‘Gung ho’ is a phrase that describes many of us gardeners during the exciting spring planting season and this phrase actually points to one of my favorite places to plant, the herb garden.
In Chinese medicine, the flower spikes of Prunella vulgaris ( All Heal) were thought to be useful for the liver and gallbladder. The flower spikes are believed to be able to aid especially in the cooling of an over-heated liver, called “gan hao” or “liver fire”. This is where the phrase “gung-ho” is believed to have originated.
Herbs continue to be very popular to this day for many reasons. Herbs not only provide your kitchen a variety of flavors, but they also provide beauty in the garden and valuable food for pollinators.
Many herbs have ornamental value, so don’t be afraid to place them in flower beds, borders, rock gardens or anywhere in the landscape. Herbs are either annual (lasting one year only) or perennial (returning year after year). This publication from the University of Missouri has a nice list of herbs and their characteristics.
Herbs for pollinators
Many herbs are wonderful for supporting pollinators. In fact you can even plant an insectary strip in your garden comprised of flowering herbs such as basil, cilantro/coriander, dill, fennel or oregano. Oregano actually has one of the highest sugar concentrations-at up to 76% in its nectar. Pollinators will love you for including herbs and letting them go to flower in the garden.
Care for herbs
Many herbs can be established by simply planting the seed directly in the garden. Starting seeds indoors is another popular way to begin an herb garden. Many gardeners prefer to purchase their transplants and plant them at the correct time. Early to mid-May is a good time to plant many herb transplants into the garden.
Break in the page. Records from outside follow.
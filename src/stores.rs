//! Store records and the online/offline availability toggle.

use serde::{Deserialize, Serialize};
use serde_json::{json, Value};
use tracing::{info, warn};

use crate::inventory::{self, OfflineResetReport};
use crate::Client;

/// A store as returned by `GET /store-owner/stores`. Owners currently
/// operate a single store; callers take the first row.
#[derive(Debug, Clone, Serialize, Deserialize, PartialEq)]
pub struct Store {
    pub id: String,
    #[serde(default)]
    pub name: String,
    #[serde(default)]
    pub address: Option<String>,
    #[serde(default)]
    pub delivery_radius_km: f64,
    #[serde(default)]
    pub is_active: bool,
}

/// Fetch the caller's stores. `user_id` narrows the query on deployments
/// where one login can own several stores.
pub async fn fetch_stores(
    client: &Client,
    token: &str,
    user_id: Option<&str>,
) -> Result<Vec<Store>, String> {
    let path = match user_id {
        Some(uid) => format!("/store-owner/stores?userId={uid}"),
        None => "/store-owner/stores".to_string(),
    };
    let resp = client
        .backend
        .get(&path, Some(token))
        .await
        .map_err(|e| e.to_string())?;

    let rows = resp
        .get("stores")
        .and_then(Value::as_array)
        .cloned()
        .unwrap_or_default();

    let stores = rows
        .into_iter()
        .filter_map(|row| serde_json::from_value::<Store>(row).ok())
        .collect();
    Ok(stores)
}

/// Flip the store's online flag.
///
/// Going offline also zeroes every stock row that still has quantity, so
/// customers never see orderable items from a closed store. That bulk reset
/// is a compensating pass, not a silent loop: the returned report says
/// exactly which rows were reset and which failed, and `retry_failed`
/// reconciles the stragglers. Local caches are cleared in all cases.
pub async fn set_store_online(
    client: &Client,
    token: &str,
    store_id: &str,
    active: bool,
) -> Result<Option<OfflineResetReport>, String> {
    client
        .backend
        .patch(
            &format!("/store-owner/stores/{store_id}/online"),
            Some(token),
            &json!({ "is_active": active }),
        )
        .await
        .map_err(|e| e.to_string())?;

    info!(store_id, active, "store availability updated");

    if active {
        return Ok(None);
    }

    let report = inventory::reset_store_stock(client, token, store_id).await;
    if !report.failed.is_empty() {
        warn!(
            store_id,
            failed = report.failed.len(),
            "offline stock reset left rows unreset"
        );
    }
    Ok(Some(report))
}
//! Configuration loaded from environment variables.
//!
//! # Environment Variables
//!
//! ## Required
//! - `STOREKEEP_API_BASE_URL` - store-owner backend base URL
//!
//! ## Optional
//! - `STOREKEEP_SUPABASE_URL` - hosted database project URL
//! - `STOREKEEP_SUPABASE_ANON_KEY` - hosted database anon key
//! - `STOREKEEP_DATA_DIR` - local cache directory (default: `./.storekeep`)
//!
//! The Supabase pair enables the direct database read/write path; without
//! it every read falls through to the backend REST API.

use std::path::PathBuf;

use thiserror::Error;

/// Configuration errors that can occur during loading.
#[derive(Debug, Error)]
pub enum ConfigError {
    #[error("Missing environment variable: {0}")]
    MissingEnvVar(String),
    #[error("Invalid environment variable {0}: {1}")]
    InvalidEnvVar(String, String),
}

/// Hosted database (PostgREST) connection details.
#[derive(Debug, Clone)]
pub struct SupabaseConfig {
    pub url: String,
    pub anon_key: String,
}

/// Application configuration.
#[derive(Debug, Clone)]
pub struct Config {
    /// Store-owner backend base URL (normalised, no trailing `/api`).
    pub api_base_url: String,
    /// Hosted database access; `None` disables the direct database path.
    pub supabase: Option<SupabaseConfig>,
    /// Directory for the local cache database and log files.
    pub data_dir: PathBuf,
}

impl Config {
    /// Load configuration from environment variables, reading a `.env` file
    /// first if one is present.
    pub fn from_env() -> Result<Self, ConfigError> {
        let _ = dotenvy::dotenv();

        let api_base_url = get_required_env("STOREKEEP_API_BASE_URL")?;
        let api_base_url = crate::api::normalize_base_url(&api_base_url);
        if api_base_url.is_empty() {
            return Err(ConfigError::InvalidEnvVar(
                "STOREKEEP_API_BASE_URL".to_string(),
                "empty after normalisation".to_string(),
            ));
        }

        let supabase = match (
            get_optional_env("STOREKEEP_SUPABASE_URL"),
            get_optional_env("STOREKEEP_SUPABASE_ANON_KEY"),
        ) {
            (Some(url), Some(anon_key)) => Some(SupabaseConfig { url, anon_key }),
            (None, None) => None,
            // Half-configured pairs are a setup mistake, not a degraded mode
            (Some(_), None) => {
                return Err(ConfigError::MissingEnvVar(
                    "STOREKEEP_SUPABASE_ANON_KEY".to_string(),
                ))
            }
            (None, Some(_)) => {
                return Err(ConfigError::MissingEnvVar(
                    "STOREKEEP_SUPABASE_URL".to_string(),
                ))
            }
        };

        let data_dir = PathBuf::from(get_env_or_default("STOREKEEP_DATA_DIR", ".storekeep"));

        Ok(Self {
            api_base_url,
            supabase,
            data_dir,
        })
    }
}

/// Get a required environment variable.
fn get_required_env(key: &str) -> Result<String, ConfigError> {
    std::env::var(key)
        .ok()
        .map(|v| v.trim().to_string())
        .filter(|v| !v.is_empty())
        .ok_or_else(|| ConfigError::MissingEnvVar(key.to_string()))
}

/// Get an optional environment variable (empty counts as unset).
fn get_optional_env(key: &str) -> Option<String> {
    std::env::var(key)
        .ok()
        .map(|v| v.trim().to_string())
        .filter(|v| !v.is_empty())
}

/// Get an environment variable with a default value.
fn get_env_or_default(key: &str, default: &str) -> String {
    get_optional_env(key).unwrap_or_else(|| default.to_string())
}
Care for herbs is similar to that of vegetable gardens. A full sun location (6-8 hours of sunlight) with well draining soil is required for the most success. Avoid applying excessive fertilizer to herbs as this can actually reduce their quality. Most herbs originate in the middle east and are adapted to hotter/drier climates.
Water on a regular basis if rainfall isn’t received. In general, about an inch of water per week is needed. Any mints may require more watering since they generally prefer moist soils to grow in. Mulching with an organic mulch around your herbs can be a helpful way to conserve soil moisture.
When harvesting herbs gradually remove some of the leaves as you need them. Don’t remove too many at one time so that the plant will keep growing and producing. Harvest the leaves when they contain the optimum amount of essential oils. The best time to harvest herbs is in the morning after the dew has dried.
Parsley leaves are easy to cut and dry. Chives stems are typically cut 2 inches from the ground when harvested. On rosemary and thyme, clip the tops just before or as plants enter full bloom. The leaves and flowers can be harvest together if desired. On basil, fennel, mint, sage, summer savory, sweet marjoram, tarragon, and winter savory harvest leaves just before the plants start to bloom.
Dry and store
To have an herb supply on hand, the cuttings need to be dried in a cool dark place (make sure there is no moisture left in the cutting) and then stored in airtight containers in a cool, dark location. Pulverize any stems before storage, but leaves may be stored whole or pulverized depending on the desired use.
Once the herbs are established, save the seeds they produce for the next year’s crop. Harvest the entire seed head after it has dried on the plant and allow the seeds to dry in a cool place. Once dry, you can thresh the seeds from the seed head and store them in a dark, cool, and dry location. Some seeds such as dill, anise, fennel, caraway, and coriander can even be used for flavoring.